▶ _Listed records_:
# # #

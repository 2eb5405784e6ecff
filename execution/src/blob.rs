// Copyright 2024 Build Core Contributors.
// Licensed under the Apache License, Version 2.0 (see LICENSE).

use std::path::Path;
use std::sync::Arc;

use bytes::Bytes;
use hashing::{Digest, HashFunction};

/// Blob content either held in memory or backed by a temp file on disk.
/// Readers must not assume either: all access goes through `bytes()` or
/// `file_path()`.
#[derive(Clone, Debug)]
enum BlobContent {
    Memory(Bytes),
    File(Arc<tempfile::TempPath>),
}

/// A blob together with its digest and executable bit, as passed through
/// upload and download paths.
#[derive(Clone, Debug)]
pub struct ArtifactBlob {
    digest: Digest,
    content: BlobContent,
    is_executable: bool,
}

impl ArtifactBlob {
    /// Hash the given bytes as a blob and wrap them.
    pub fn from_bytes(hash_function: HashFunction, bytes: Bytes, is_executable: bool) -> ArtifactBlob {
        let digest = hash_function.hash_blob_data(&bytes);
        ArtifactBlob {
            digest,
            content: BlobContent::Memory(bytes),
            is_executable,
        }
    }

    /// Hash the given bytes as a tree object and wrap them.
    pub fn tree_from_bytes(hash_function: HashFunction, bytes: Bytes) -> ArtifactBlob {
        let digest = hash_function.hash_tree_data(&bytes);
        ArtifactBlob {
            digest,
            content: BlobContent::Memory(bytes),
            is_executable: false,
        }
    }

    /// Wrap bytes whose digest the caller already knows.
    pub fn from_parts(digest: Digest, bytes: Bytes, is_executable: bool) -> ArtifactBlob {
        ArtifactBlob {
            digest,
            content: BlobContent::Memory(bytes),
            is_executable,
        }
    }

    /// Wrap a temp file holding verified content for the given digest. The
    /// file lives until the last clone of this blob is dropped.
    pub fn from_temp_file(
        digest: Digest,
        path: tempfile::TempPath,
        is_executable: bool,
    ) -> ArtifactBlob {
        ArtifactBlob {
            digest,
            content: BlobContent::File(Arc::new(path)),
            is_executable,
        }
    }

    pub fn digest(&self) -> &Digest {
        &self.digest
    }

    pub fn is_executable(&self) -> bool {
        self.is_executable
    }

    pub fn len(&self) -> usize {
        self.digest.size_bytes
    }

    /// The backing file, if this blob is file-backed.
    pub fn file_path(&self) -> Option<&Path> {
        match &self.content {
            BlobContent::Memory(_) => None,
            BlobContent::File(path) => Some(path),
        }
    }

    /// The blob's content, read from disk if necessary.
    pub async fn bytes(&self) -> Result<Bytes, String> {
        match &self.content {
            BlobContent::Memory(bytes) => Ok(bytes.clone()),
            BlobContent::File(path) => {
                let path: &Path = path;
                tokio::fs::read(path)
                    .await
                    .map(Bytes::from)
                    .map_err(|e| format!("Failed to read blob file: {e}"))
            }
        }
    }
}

# # #

Copy the records above exactly, please, but only from the first line through the line containing "HashFunction, bytes: Bytes, is_executable: bool)".

repository 2eb5405784e6ecff
filename execution/src/blob.rs
// Copyright 2024 Build Core Contributors.
// Licensed under the Apache License, Version 2.0 (see LICENSE).

use std::path::Path;
use std::sync::Arc;

use bytes::Bytes;
use hashing::{Digest, HashFunction};

/// Blob content either held in memory or backed by a temp file on disk.
/// Readers must not assume either: all access goes through `bytes()` or
/// `file_path()`.
#[derive(Clone, Debug)]
enum BlobContent {
    Memory(Bytes),
    File(Arc<tempfile::TempPath>),
}

/// A blob together with its digest and executable bit, as passed through
/// upload and download paths.
#[derive(Clone, Debug)]
pub struct ArtifactBlob {
    digest: Digest,
    content: BlobContent,
    is_executable: bool,
}

impl ArtifactBlob {
    /// Hash the given bytes as a blob and wrap them.
    pub fn from_bytes(hash_function: HashFunction, bytes: Bytes, is_executable: bool) -> ArtifactBlob {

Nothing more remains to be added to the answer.